WHAT THE TASK REQUIRES: Run through the data and copy out every line that mentions the word "provider".
☆ ☆ ☆ ☆
//! The authenticated-user record handed back to the host.

use std::fmt;

use serde::Serialize;

use crate::claims::{ClaimSet, EMAIL_CLAIM};

/// Result of a successful authorization-code exchange.
///
/// A successful exchange does not guarantee a usable identity: when the
/// provider supplied no `email` claim the subject identifier is empty and
/// [`AuthenticatedIdentity::is_complete`] returns `false`. Hosts must treat
/// that as an incomplete authentication.
#[derive(Clone, Serialize)]
pub struct AuthenticatedIdentity {
    /// Value of the `email` claim, or empty.
    pub subject_identifier: String,

    /// All claims returned by the userinfo endpoint.
    pub claims: ClaimSet,

    /// The provider access token, for hosts that keep it in session state.
    #[serde(skip)]
    pub access_token: String,
}

impl AuthenticatedIdentity {
    /// Builds an identity, taking the subject identifier from the `email`
    /// claim. No other claim is consulted.
    #[must_use]
    pub fn from_claims(claims: ClaimSet, access_token: impl Into<String>) -> Self {
        let subject_identifier = claims.get(EMAIL_CLAIM).unwrap_or_default().to_string();
        Self {
            subject_identifier,
            claims,
            access_token: access_token.into(),
        }
    }

    /// Returns `true` if the subject identifier is non-empty.
    #[must_use]
    pub fn is_complete(&self) -> bool {
        !self.subject_identifier.is_empty()
    }
}

impl fmt::Debug for AuthenticatedIdentity {
    fn fmt(&self, f: &mut fmt::Formatter<'_>) -> fmt::Result {
        f.debug_struct("AuthenticatedIdentity")
            .field("subject_identifier", &self.subject_identifier)
            .field("claims", &self.claims)
            .field("access_token", &"[REDACTED]")
            .finish()
    }
}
☆ ☆ ☆ ☆
FINISHED TASK:
/// provider supplied no `email` claim the subject identifier is empty and
    /// The provider access token, for hosts that keep it in session state.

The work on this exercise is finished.